Work to be completed |
Which lines below contain "logs"? Copy every one of them.
-- Records for this task follows --
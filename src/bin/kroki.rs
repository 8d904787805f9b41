//! CLI binary for kroki-render.
//!
//! A thin shim over the library crate that maps CLI flags to item
//! parameters and `BatchConfig`, then writes the rendered files.

use anyhow::{Context, Result};
use clap::Parser;
use indicatif::{ProgressBar, ProgressStyle};
use kroki_render::{
    read_items, render_to_file, run_batch, write_outcome, BatchConfig, BatchOutcome,
    BatchProgressCallback, DiagramType, InputItem, OutputFormat, ProgressCallback, RawParameters,
};
use std::collections::HashMap;
use std::io::{self, Write};
use std::path::{Path, PathBuf};
use std::sync::atomic::{AtomicUsize, Ordering};
use std::sync::{Arc, Mutex};
use std::time::{Duration, Instant};
use tokio::io::AsyncReadExt;
use tracing_subscriber::EnvFilter;

// ── ANSI colour helpers (no extra deps) ──────────────────────────────────────

fn green(s: &str) -> String {
    format!("\x1b[32m{s}\x1b[0m")
}
fn red(s: &str) -> String {
    format!("\x1b[31m{s}\x1b[0m")
}
fn dim(s: &str) -> String {
    format!("\x1b[2m{s}\x1b[0m")
}
fn bold(s: &str) -> String {
    format!("\x1b[1m{s}\x1b[0m")
}
fn cyan(s: &str) -> String {
    format!("\x1b[36m{s}\x1b[0m")
}

// ── CLI progress callback using indicatif ────────────────────────────────────

/// Terminal progress callback: a live bar plus one log line per item. Items
/// may finish out of order when `--concurrency` is above 1.
struct CliProgressCallback {
    bar: ProgressBar,
    /// Per-item wall-clock start times for elapsed reporting.
    start_times: Mutex<HashMap<usize, Instant>>,
    errors: AtomicUsize,
}

impl CliProgressCallback {
    fn new() -> Arc<Self> {
        let bar = ProgressBar::new(0);
        let style = ProgressStyle::with_template(
            "{spinner:.cyan} {prefix:.bold}  \
             [{bar:42.green/238}] {pos:>3}/{len} items  \
             ⏱ {elapsed_precise}",
        )
        .unwrap_or_else(|_| ProgressStyle::default_bar())
        .progress_chars("█▉▊▋▌▍▎▏  ")
        .tick_strings(&["⠋", "⠙", "⠹", "⠸", "⠼", "⠴", "⠦", "⠧", "⠇", "⠏", "⠿"]);

        bar.set_style(style);
        bar.set_prefix("Rendering");
        bar.enable_steady_tick(Duration::from_millis(80));

        Arc::new(Self {
            bar,
            start_times: Mutex::new(HashMap::new()),
            errors: AtomicUsize::new(0),
        })
    }

    fn elapsed_secs(&self, index: usize) -> f64 {
        self.start_times
            .lock()
            .map(|mut m| m.remove(&index))
            .ok()
            .flatten()
            .map(|t| t.elapsed().as_secs_f64())
            .unwrap_or(0.0)
    }
}

impl BatchProgressCallback for CliProgressCallback {
    fn on_batch_start(&self, total_items: usize) {
        self.bar.set_length(total_items as u64);
        self.bar.println(format!(
            "{} {}",
            cyan("◆"),
            bold(&format!("Rendering {total_items} diagrams…"))
        ));
    }

    fn on_item_start(&self, index: usize, _total: usize) {
        if let Ok(mut m) = self.start_times.lock() {
            m.insert(index, Instant::now());
        }
        self.bar.set_message(format!("item {index}"));
    }

    fn on_item_complete(&self, index: usize, total: usize, encoded_len: usize) {
        let secs = self.elapsed_secs(index);
        self.bar.println(format!(
            "  {} Item {:>3}/{:<3}  {:<8}  {}",
            green("✓"),
            index,
            total,
            dim(&format!("{:>7} b64", encoded_len)),
            dim(&format!("{secs:.1}s")),
        ));
        self.bar.inc(1);
    }

    fn on_item_error(&self, index: usize, total: usize, error: &str) {
        let secs = self.elapsed_secs(index);
        self.errors.fetch_add(1, Ordering::SeqCst);

        // Truncate very long error messages to keep output tidy.
        let msg: String = if error.chars().count() > 80 {
            format!("{}\u{2026}", error.chars().take(79).collect::<String>())
        } else {
            error.to_string()
        };

        self.bar.println(format!(
            "  {} Item {:>3}/{:<3}  {}  {}",
            red("✗"),
            index,
            total,
            red(&msg),
            dim(&format!("{secs:.1}s")),
        ));
        self.bar.inc(1);
    }

    fn on_batch_complete(&self, total_items: usize, success_count: usize) {
        let failed = total_items.saturating_sub(success_count);
        self.bar.finish_and_clear();

        if failed == 0 {
            eprintln!(
                "{} {} diagrams rendered",
                green("✔"),
                bold(&success_count.to_string())
            );
        } else {
            eprintln!(
                "{} {}/{} diagrams rendered  ({} failed)",
                if failed == total_items {
                    red("✘")
                } else {
                    cyan("⚠")
                },
                bold(&success_count.to_string()),
                total_items,
                red(&failed.to_string()),
            );
        }
    }

    fn on_batch_aborted(&self, _total_items: usize, _error: &str) {
        // The error itself is reported by main via anyhow.
        self.bar.finish_and_clear();
    }
}

const AFTER_HELP: &str = r#"EXAMPLES:
  # Render a Mermaid file to PNG (writes diagram.png)
  kroki flow.mmd

  # SVG from stdin, explicit output file
  echo 'graph TD; A-->B;' | kroki - --format svg -o flow.svg

  # PlantUML through a self-hosted server
  kroki seq.puml --type plantuml --server custom --server-url http://localhost:8000

  # Batch: render every item, keep going past failures, 4 requests at a time
  kroki --items items.json -o out/ --continue-on-fail --concurrency 4

  # Batch result records as JSON (base64 attachments included)
  kroki --items items.json --json > results.json

ITEM FILE FORMAT (one object or an array of them):
  [
    {
      "diagramType": "mermaid",
      "outputFormat": "svg",
      "diagramSource": "graph TD; A-->B;",
      "krokiServer": "public",
      "customServerUrl": "",
      "options": { "timeout": 30000, "binaryPropertyName": "data" }
    }
  ]

ENVIRONMENT VARIABLES:
  KROKI_DIAGRAM_TYPE      Default diagram type
  KROKI_FORMAT            Default output format
  KROKI_SERVER            public | custom
  KROKI_SERVER_URL        Custom Kroki server root
  KROKI_TIMEOUT           Request timeout in milliseconds
  RUST_LOG                Overrides the log filter (e.g. kroki_render=debug)
"#;

/// Render text diagrams to PNG/SVG/PDF through a Kroki server.
#[derive(Parser, Debug)]
#[command(
    name = "kroki",
    version,
    about = "Render text diagrams to PNG/SVG/PDF through a Kroki server",
    long_about = "Render Mermaid, PlantUML, GraphViz, D2 and other text diagrams to images \
using the public kroki.io service or a self-hosted Kroki server. Renders a single source file \
or a batch of items described in a JSON file.",
    arg_required_else_help = true,
    color = clap::ColorChoice::Auto,
    after_long_help = AFTER_HELP
)]
struct Cli {
    /// Diagram source file, or `-` for stdin.
    #[arg(conflicts_with = "items", required_unless_present_any = ["items", "list_types"])]
    source: Option<String>,

    /// JSON file of item parameters to render as a batch.
    #[arg(long, env = "KROKI_ITEMS")]
    items: Option<PathBuf>,

    /// Output file (single mode) or directory (batch mode).
    #[arg(short, long, env = "KROKI_OUTPUT")]
    output: Option<PathBuf>,

    /// Diagram type (see --list-types).
    #[arg(short = 't', long = "type", env = "KROKI_DIAGRAM_TYPE", default_value = "mermaid")]
    diagram_type: String,

    /// Output format: png, svg, pdf.
    #[arg(short, long, env = "KROKI_FORMAT", default_value = "png")]
    format: String,

    /// Kroki server to use.
    #[arg(long, env = "KROKI_SERVER", value_enum, default_value = "public")]
    server: ServerArg,

    /// Custom Kroki server root (with --server custom).
    #[arg(long, env = "KROKI_SERVER_URL")]
    server_url: Option<String>,

    /// Request timeout in milliseconds (1000–300000).
    #[arg(long, env = "KROKI_TIMEOUT", default_value_t = 30_000,
          value_parser = clap::value_parser!(u64).range(1_000..=300_000))]
    timeout: u64,

    /// Record failing items and keep going instead of aborting.
    #[arg(long, env = "KROKI_CONTINUE_ON_FAIL")]
    continue_on_fail: bool,

    /// Maximum requests in flight during a batch.
    #[arg(short, long, env = "KROKI_CONCURRENCY", default_value_t = 1)]
    concurrency: usize,

    /// Print result records as JSON instead of writing files.
    #[arg(long, env = "KROKI_JSON")]
    json: bool,

    /// Attach response diagnostics to success records.
    #[arg(long, env = "KROKI_DEBUG_INFO")]
    debug_info: bool,

    /// List supported diagram types and exit.
    #[arg(long)]
    list_types: bool,

    /// Disable progress bar.
    #[arg(long, env = "KROKI_NO_PROGRESS")]
    no_progress: bool,

    /// Enable DEBUG-level tracing logs.
    #[arg(short, long, env = "KROKI_VERBOSE")]
    verbose: bool,

    /// Suppress all output except errors.
    #[arg(short, long, env = "KROKI_QUIET")]
    quiet: bool,
}

#[derive(clap::ValueEnum, Clone, Copy, Debug)]
enum ServerArg {
    Public,
    Custom,
}

#[tokio::main]
async fn main() -> Result<()> {
    let cli = Cli::parse();

    if cli.list_types {
        print_types();
        return Ok(());
    }

    // ── Logging setup ────────────────────────────────────────────────────
    // The progress bar carries the per-item feedback; keep INFO logs out of
    // its way unless the user asked for verbose output.
    let show_progress = cli.items.is_some() && !cli.quiet && !cli.no_progress && !cli.json;
    let filter = if cli.verbose {
        "debug"
    } else if cli.quiet || show_progress {
        "error"
    } else {
        "info"
    };

    tracing_subscriber::fmt()
        .with_env_filter(
            EnvFilter::try_from_default_env().unwrap_or_else(|_| EnvFilter::new(filter)),
        )
        .with_writer(io::stderr)
        .init();

    let progress_cb: Option<ProgressCallback> = if show_progress {
        Some(CliProgressCallback::new() as Arc<dyn BatchProgressCallback>)
    } else {
        None
    };
    let config = build_config(&cli, progress_cb)?;

    match cli.items {
        Some(ref path) => run_items(&cli, path, &config).await,
        None => run_single(&cli, &config).await,
    }
}

/// Batch mode: render an item file.
async fn run_items(cli: &Cli, path: &Path, config: &BatchConfig) -> Result<()> {
    let items = read_items(path)
        .await
        .with_context(|| format!("Failed to load items from {}", path.display()))?;

    let outcome = run_batch(&items, config).await.context("Batch failed")?;

    if cli.json {
        print_json(&outcome)?;
    } else {
        let dir = cli.output.clone().unwrap_or_else(|| PathBuf::from("."));
        let written = write_outcome(&outcome, &dir)
            .await
            .context("Failed to write rendered diagrams")?;
        if !cli.quiet {
            for failed in outcome.failures() {
                eprintln!(
                    "  {} item {}: {}",
                    red("✗"),
                    failed.index(),
                    failed.error().unwrap_or("unknown error")
                );
            }
            eprintln!(
                "{}  {}/{} items  {}ms  →  {}",
                if outcome.stats.failed == 0 {
                    green("✔")
                } else {
                    cyan("⚠")
                },
                written.len(),
                outcome.stats.total_items,
                outcome.stats.duration_ms,
                bold(&dir.display().to_string()),
            );
        }
    }

    if outcome.stats.failed > 0 {
        std::process::exit(2);
    }
    Ok(())
}

/// Single mode: render one source file or stdin.
async fn run_single(cli: &Cli, config: &BatchConfig) -> Result<()> {
    let source_arg = cli.source.as_deref().unwrap_or("-");
    let source = read_source(source_arg).await?;
    let params = build_params(cli, source);

    if cli.json {
        let outcome = run_batch(&[InputItem::new(0, params)], config)
            .await
            .context("Render failed")?;
        return print_json(&outcome);
    }

    let format: OutputFormat = cli
        .format
        .parse()
        .map_err(|e: String| anyhow::anyhow!(e))?;
    let output = cli
        .output
        .clone()
        .unwrap_or_else(|| PathBuf::from(format.file_name()));

    let start = Instant::now();
    let written = render_to_file(params, &output, config)
        .await
        .context("Render failed")?;

    if !cli.quiet {
        eprintln!(
            "{}  {} bytes  {}ms  →  {}",
            green("✔"),
            written,
            start.elapsed().as_millis(),
            bold(&output.display().to_string()),
        );
    }
    Ok(())
}

async fn read_source(arg: &str) -> Result<String> {
    if arg == "-" {
        let mut buf = String::new();
        tokio::io::stdin()
            .read_to_string(&mut buf)
            .await
            .context("Failed to read diagram source from stdin")?;
        Ok(buf)
    } else {
        tokio::fs::read_to_string(arg)
            .await
            .with_context(|| format!("Failed to read diagram source from {arg:?}"))
    }
}

/// Map CLI flags to one item's parameters.
fn build_params(cli: &Cli, source: String) -> RawParameters {
    let mut params =
        RawParameters::new(&cli.diagram_type, &cli.format, source).with_timeout(cli.timeout);
    if let ServerArg::Custom = cli.server {
        params = params.with_custom_server(cli.server_url.clone().unwrap_or_default());
    }
    params
}

/// Map CLI flags to `BatchConfig`.
fn build_config(cli: &Cli, progress: Option<ProgressCallback>) -> Result<BatchConfig> {
    let mut builder = BatchConfig::builder()
        .continue_on_fail(cli.continue_on_fail)
        .concurrency(cli.concurrency)
        .include_debug(cli.debug_info);

    if let Some(cb) = progress {
        builder = builder.progress_callback(cb);
    }

    builder.build().context("Invalid configuration")
}

fn print_json(outcome: &BatchOutcome) -> Result<()> {
    let json = serde_json::to_string_pretty(outcome).context("Failed to serialise output")?;
    let stdout = io::stdout();
    let mut handle = stdout.lock();
    writeln!(handle, "{json}").context("Failed to write to stdout")?;
    Ok(())
}

fn print_types() {
    println!("{:<14} {:<14} DESCRIPTION", "TYPE", "NAME");
    for t in DiagramType::ALL {
        println!("{:<14} {:<14} {}", t.as_str(), t.display_name(), t.description());
    }
}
-- Records for this task concluded --
Exercise output |
    /// Enable DEBUG-level tracing logs.
    // The progress bar carries the per-item feedback; keep INFO logs out of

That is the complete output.